Wednesday, February 22, 2012

Six years after the American Heart Association recommends chest thrusts for choking rescue, the story gets reported...sort of



From Life Saving Skills: A New Way to do the Heimlich Maneuver by Maddie Garrett, KATC-TV News, Lafayette, Louisiana, February 8, 2011:
(The) rules on what to do if someone is choking have changed, and there's a new way to do the Heimlich Maneuver...(If) the person choking becomes unconscious, the rules have changed. Instead of pushing up in the abdomen, (Registered Nurse Ella Beth) Goetschius said it's better to perform more like CPR, minus the breaths of air. She said to lay the person on the floor, do 30 chest compressions, then open the mouth and check to for the object.
First, contrary to the report, this information ain't new.

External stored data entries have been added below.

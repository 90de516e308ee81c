use std::ops::Range;
use std::os::fd::{AsRawFd, RawFd};

use os_pipe::{PipeReader, PipeWriter};

use crate::command::{CommandSpec, ExecImage};
use crate::error::LaunchError;
use crate::jobs::JobTable;
use crate::process::{self, Child, Fork, Pid, SignalBlock, WaitOutcome};
use crate::terminal::TerminalController;
use crate::token::{self, Token};

/// Signals held back while a job is being assembled: SIGCHLD so no member
/// is reaped before it is tracked or waited for, SIGTTOU so no stage is
/// stopped before it has joined its group.
const LAUNCH_BLOCKED: [libc::c_int; 2] = [libc::SIGCHLD, libc::SIGTTOU];

/// Where one stage's standard streams come from before file redirections.
struct StageIo<'a> {
    stdin: Option<&'a PipeReader>,
    stdout: Option<&'a PipeWriter>,
}

/// Everything a forked child needs, captured before `fork`.
struct ChildPlan<'a> {
    /// Group to join; 0 makes the child its own leader.
    pgid: Pid,
    foreground: Option<&'a TerminalController>,
    mask: &'a libc::sigset_t,
}

/// Run `tokens` as a foreground or background job.
///
/// Returns the pid of the first stage, which is also the job's pgid.
pub fn launch(
    jobs: &mut JobTable,
    terminal: &TerminalController,
    tokens: &[Token],
    background: bool,
) -> Result<Pid, LaunchError> {
    let ranges = stage_ranges(tokens);
    if background {
        jobs.check_capacity(ranges.len())?;
    }

    let images = prepare_stages(tokens, &ranges)?;
    let label = token::render(tokens);

    let block =
        SignalBlock::new(&LAUNCH_BLOCKED).map_err(|e| LaunchError::resource("block signals", e))?;
    let foreground = (!background).then_some(terminal);

    if images.len() == 1 {
        launch_single(jobs, foreground, &images[0], label, block.previous())
    } else {
        launch_pipeline(jobs, foreground, &images, label, block.previous())
    }
}

/// Token sub-ranges of each pipeline stage.
fn stage_ranges(tokens: &[Token]) -> Vec<Range<usize>> {
    let mut ranges = Vec::with_capacity(token::count_pipes(tokens) + 1);
    let mut start = 0;
    for (i, tok) in tokens.iter().enumerate() {
        if *tok == Token::Pipe {
            ranges.push(start..i);
            start = i + 1;
        }
    }
    ranges.push(start..tokens.len());
    ranges
}

/// Build every stage before anything is forked, so a bad stage aborts the
/// line without leaving processes behind.
fn prepare_stages(tokens: &[Token], ranges: &[Range<usize>]) -> Result<Vec<ExecImage>, LaunchError> {
    ranges
        .iter()
        .map(|range| {
            let spec = CommandSpec::build(tokens, range.clone())?;
            check_input(&spec)?;
            spec.prepare()
        })
        .collect()
}

fn check_input(spec: &CommandSpec) -> Result<(), LaunchError> {
    if let Some(path) = &spec.input {
        std::fs::File::open(path).map_err(|source| LaunchError::PermissionOrMissingFile {
            path: path.clone(),
            source,
        })?;
    }
    Ok(())
}

fn launch_single(
    jobs: &mut JobTable,
    foreground: Option<&TerminalController>,
    image: &ExecImage,
    label: String,
    mask: &libc::sigset_t,
) -> Result<Pid, LaunchError> {
    let plan = ChildPlan {
        pgid: 0,
        foreground,
        mask,
    };

    let pid = match process::fork() {
        Err(e) => return Err(LaunchError::resource("fork", e)),
        Ok(Fork::Child(child)) => run_child(child, &plan, StageIo { stdin: None, stdout: None }, image),
        Ok(Fork::Parent(pid)) => pid,
    };

    if let Err(err) = process::set_process_group(pid, pid) {
        tracing::warn!(pid, %err, "setpgid failed");
    }
    tracing::debug!(pid, command = %label, "spawned");

    finish(jobs, foreground, pid, &[pid], label)
}

fn launch_pipeline(
    jobs: &mut JobTable,
    foreground: Option<&TerminalController>,
    images: &[ExecImage],
    label: String,
    mask: &libc::sigset_t,
) -> Result<Pid, LaunchError> {
    let mut members: Vec<Pid> = Vec::with_capacity(images.len());
    let mut pgid: Pid = 0;
    let mut prev_read: Option<PipeReader> = None;

    for (i, image) in images.iter().enumerate() {
        let pipe = if i + 1 < images.len() {
            match os_pipe::pipe() {
                Ok(pipe) => Some(pipe),
                Err(e) => {
                    abort_pipeline(&members, foreground);
                    return Err(LaunchError::resource("create pipe", e));
                }
            }
        } else {
            None
        };

        let plan = ChildPlan {
            pgid,
            foreground,
            mask,
        };
        let pid = match process::fork() {
            Err(e) => {
                abort_pipeline(&members, foreground);
                return Err(LaunchError::resource("fork", e));
            }
            Ok(Fork::Child(child)) => {
                let io = StageIo {
                    stdin: prev_read.as_ref(),
                    stdout: pipe.as_ref().map(|(_, writer)| writer),
                };
                run_child(child, &plan, io, image)
            }
            Ok(Fork::Parent(pid)) => pid,
        };

        if pgid == 0 {
            pgid = pid;
        }
        if let Err(err) = process::set_process_group(pid, pgid) {
            tracing::warn!(pid, pgid, %err, "setpgid failed");
        }
        members.push(pid);
        tracing::debug!(pid, pgid, stage = i, "spawned pipeline stage");

        // The parent keeps only the read end feeding the next stage; the
        // previous one and this write end close here.
        prev_read = pipe.map(|(reader, writer)| {
            drop(writer);
            reader
        });
    }

    finish(jobs, foreground, pgid, &members, label)
}

/// Parent side once every member exists: wait in the foreground, or hand
/// the members to the job table.
fn finish(
    jobs: &mut JobTable,
    foreground: Option<&TerminalController>,
    pgid: Pid,
    members: &[Pid],
    label: String,
) -> Result<Pid, LaunchError> {
    match foreground {
        Some(terminal) => {
            wait_foreground(terminal, pgid, members);
            Ok(pgid)
        }
        None => {
            if let Err(err) = jobs.register(pgid, members, label) {
                abort_pipeline(members, None);
                return Err(err);
            }
            Ok(pgid)
        }
    }
}

fn wait_foreground(terminal: &TerminalController, pgid: Pid, members: &[Pid]) {
    let held = match terminal.handoff(pgid) {
        Ok(held) => Some(held),
        Err(err) => {
            tracing::warn!(pgid, %err, "could not hand the terminal to the job");
            None
        }
    };

    for &pid in members {
        loop {
            match process::wait_for_pid(pid) {
                Ok(WaitOutcome::Exited(code)) => {
                    tracing::debug!(pid, code, "foreground member exited");
                    break;
                }
                Ok(WaitOutcome::Stopped) => {
                    eprintln!("jsh: stopped jobs are not supported; terminating [{pgid}]");
                    let _ = process::signal_group(pgid, libc::SIGTERM);
                    let _ = process::signal_group(pgid, libc::SIGCONT);
                }
                Err(err) => {
                    tracing::debug!(pid, %err, "foreground member already collected");
                    break;
                }
            }
        }
    }

    drop(held);
    // A child may have claimed the terminal even when our handoff failed.
    terminal.reclaim();
}

/// Kill and collect every stage already spawned for a pipeline that could
/// not be completed.
fn abort_pipeline(members: &[Pid], foreground: Option<&TerminalController>) {
    for &pid in members {
        if let Err(err) = process::send_signal(pid, libc::SIGKILL) {
            tracing::debug!(pid, %err, "sibling already gone");
        }
    }
    for &pid in members {
        let _ = process::wait_for_pid(pid);
    }
    if !members.is_empty() {
        tracing::warn!(killed = members.len(), "partial pipeline terminated");
    }
    if let Some(terminal) = foreground {
        terminal.reclaim();
    }
}

/// Child side of a stage. Ends in exec or exit, never returns.
fn run_child(child: Child, plan: &ChildPlan<'_>, io: StageIo<'_>, image: &ExecImage) -> ! {
    child.join_group(plan.pgid);
    if let Some(terminal) = plan.foreground {
        child.claim_terminal(terminal);
    }
    child.reset_signals();

    let stdin: Option<RawFd> = io.stdin.map(AsRawFd::as_raw_fd);
    let stdout: Option<RawFd> = io.stdout.map(AsRawFd::as_raw_fd);
    if let Some(fd) = stdin {
        child.move_fd(fd, libc::STDIN_FILENO);
    }
    if let Some(fd) = stdout {
        child.move_fd(fd, libc::STDOUT_FILENO);
    }
    child.close_inherited_fds();
    child.redirect(image);

    child.unblock_signals(plan.mask);
    child.exec(image)
}
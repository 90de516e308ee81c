#[cfg(not(unix))]
compile_error!("jsh drives Unix process groups and terminals and only builds on Unix");

mod builtins;
mod command;
mod config;
mod error;
mod jobs;
mod launch;
mod process;
mod reaper;
mod session;
mod status;
mod terminal;
mod token;

use std::io::{self, BufRead, Write};

use tracing_subscriber::EnvFilter;

use builtins::BuiltinAction;
use config::Config;
use session::Session;
use token::Token;

fn init_logging() {
    let filter = EnvFilter::try_from_env("JSH_LOG").unwrap_or_else(|_| EnvFilter::new("warn"));
    let _ = tracing_subscriber::fmt()
        .with_env_filter(filter)
        .with_writer(io::stderr)
        .try_init();
}

/// Signal dispositions of the shell process itself.
fn install_signal_handlers() -> io::Result<()> {
    process::ignore_job_control_signals()?;

    // The ctrlc thread inherits this mask, so SIGCHLD is only ever
    // delivered to the main thread, where launches can block it.
    {
        let _block = process::SignalBlock::new(&[libc::SIGCHLD])?;
        ctrlc::set_handler(|| {
            println!();
            let _ = io::stdout().flush();
        })
        .map_err(io::Error::other)?;
    }

    reaper::install()
}

fn main() {
    init_logging();

    let (config, errors) = Config::from_env();
    for err in errors {
        eprintln!("jsh: {err}");
    }

    if let Err(err) = install_signal_handlers() {
        eprintln!("jsh: failed to set up signal handling: {err}");
        std::process::exit(1);
    }

    let mut session = Session::new(config, reaper::state());
    let code = run(&mut session);

    tracing::debug!(outstanding = session.outstanding_jobs(), "shell exiting");
    drop(session);
    std::process::exit(code);
}

fn run(session: &mut Session) -> i32 {
    let stdin = io::stdin();
    let mut stdout = io::stdout();
    let mut stderr = io::stderr();

    loop {
        for done in session.drain_completions() {
            println!("[{}]  Done  {}", done.pgid, done.label);
        }

        print!("{}", session.config().prompt);
        if stdout.flush().is_err() {
            return 0;
        }

        let mut input = String::new();
        let read = stdin.lock().read_line(&mut input);
        match read {
            Ok(0) => {
                println!();
                return 0;
            }
            Ok(_) => {
                if let Some(code) = handle_line(session, &input, &mut stdout, &mut stderr) {
                    return code;
                }
            }
            Err(err) if err.kind() == io::ErrorKind::Interrupted => continue,
            Err(err) => {
                eprintln!("jsh: error reading input: {err}");
                return 1;
            }
        }
    }
}

/// Lex, check and dispatch one line. Returns an exit code when the shell
/// should stop.
fn handle_line(
    session: &mut Session,
    line: &str,
    stdout: &mut dyn Write,
    stderr: &mut dyn Write,
) -> Option<i32> {
    let mut tokens = match token::lex(line) {
        Ok(tokens) if tokens.is_empty() => return None,
        Ok(tokens) => tokens,
        Err(err) => {
            eprintln!("jsh: {err}");
            return None;
        }
    };

    if let Err(err) = token::check(&tokens) {
        eprintln!("jsh: {err}");
        return None;
    }

    if let Some(Token::Word(program)) = tokens.first() {
        if builtins::is_builtin(program) {
            let args: Vec<String> = tokens[1..]
                .iter()
                .filter_map(|t| match t {
                    Token::Word(w) => Some(w.clone()),
                    _ => None,
                })
                .collect();
            return match builtins::execute(program, &args, stdout, stderr, session) {
                BuiltinAction::Continue(_) => None,
                BuiltinAction::Exit(code) => Some(code),
            };
        }
    }

    let background = token::strip_background(&mut tokens);
    match session.launch(&tokens, background) {
        Ok(pgid) if background => {
            println!("[{pgid}]  Running  {}", token::render(&tokens));
        }
        Ok(_) => {}
        Err(err) => {
            if err.is_out_of_memory() {
                tracing::error!("allocation failed while building the command line");
            }
            eprintln!("jsh: {err}");
        }
    }
    None
}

From the 2005 Adult Basic Life Support guidelines published in Circulation, the journal of the American Heart Association (AHA):
Treatment Recommendation
Chest thrusts, back blows/slaps, or abdominal thrusts are effective for relieving FBAO (Foreign Body Airway Obstruction) in conscious adults and children >1 year of age, although injuries have been reported with the abdominal thrust. There is insufficient evidence to determine which should be used first. These techniques should be applied in rapid sequence until the obstruction is relieved; more than one technique may be needed. Unconscious victims should receive CPR. The finger sweep should be used in the unconscious patient with an obstructed airway only if solid material is visible in the airway. There is insufficient evidence for a treatment recommendation for an obese or pregnant patient with FBAO.
Five years later in 2010, the most recent AHA guidelines were near-identical:
Although chest thrusts, back slaps, and abdominal thrusts are feasible and effective for relieving severe FBAO in conscious (responsive) adults and children ≥1 year of age, for simplicity in training it is recommended that abdominal thrusts be applied in rapid sequence until the obstruction is relieved.  If abdominal thrusts are not effective, the rescuer may consider chest thrusts. It is important to note that abdominal thrusts are not recommended for infants <1 year of age because thrusts may cause injuries. 
Second, the guidelines say chest thrusts are recommended as effective for conscious choking victims. For some reason, the TV story only reported that the treatment should be done on unconscious victims.

Confused? Yeah, me too.

But there's one thing I'm reasonably sure of.

Over six years after the AHA began recommending chest trusts as an alternative choking rescue treatment, to my knowledge this is the first TV news story to report the information. 

On the bright side, in Cajun country, KATC viewers have been informed about this potentially lifesaving skill.

At this rate, it's only a matter of decades before the rest of the country gets the news!

Charles W. Guildner MD, July 2011; click here for contact info

Incidentally, the idea that chest thrusts could be effective for choking rescue was introduced in a 1976 published study by Charles W. Guildner MD of Everett, Washington.

Per this 2007 Seattle Public Radio report by Patricia Murphy, Dr. Guildner explained how my father tried to derail his work:
By the time the chest thrust study was published in 1976, Dr. Heimlich had filed complaints against Dr. Guildner with 6 different medical groups. Eventually Guildner was cleared of all charges, but by then the Heimlich maneuver had become firmly entrenched as the primary method for choking response in the US....

GUILDNER: "It's so repugnant to me the way Dr. Heimlich has bullied. He's a bully and he has bullied people into submission."

In his quest for what reporter Thomas Francis called the "choking rescue crown," my father also called in some medical muscle in the form of US Surgeon General C. Everett Koop who used his federal government pulpit to stomp the competition and put the debate on ice.

From Koop's Declaration regarding the Heimlich Maneuver, Public Health Report, US Department of Health and Human Services, September 30, 1985:
(Dr. Koop) urged the American Red Cross and the American Heart Association to teach only the Heimlich Manuever (sic) in their first aid classes. Dr. Koop urged both organizations to withdraw from circulation manuals, posters and other materials that recommend treating choking victims with back slaps and blows to the chest...these methods are hazardous, even lethal."
The result? From a 2007 Creators Syndicate column by Lenore Skenazy:
After that, only the Heimlich Maneuver was considered kosher.
The fix?
What most people don't realize, Dr. Heimlich's son, Peter Heimlich, said, is that "Koop was an old friend of my father's, and he did it as a buddy favor."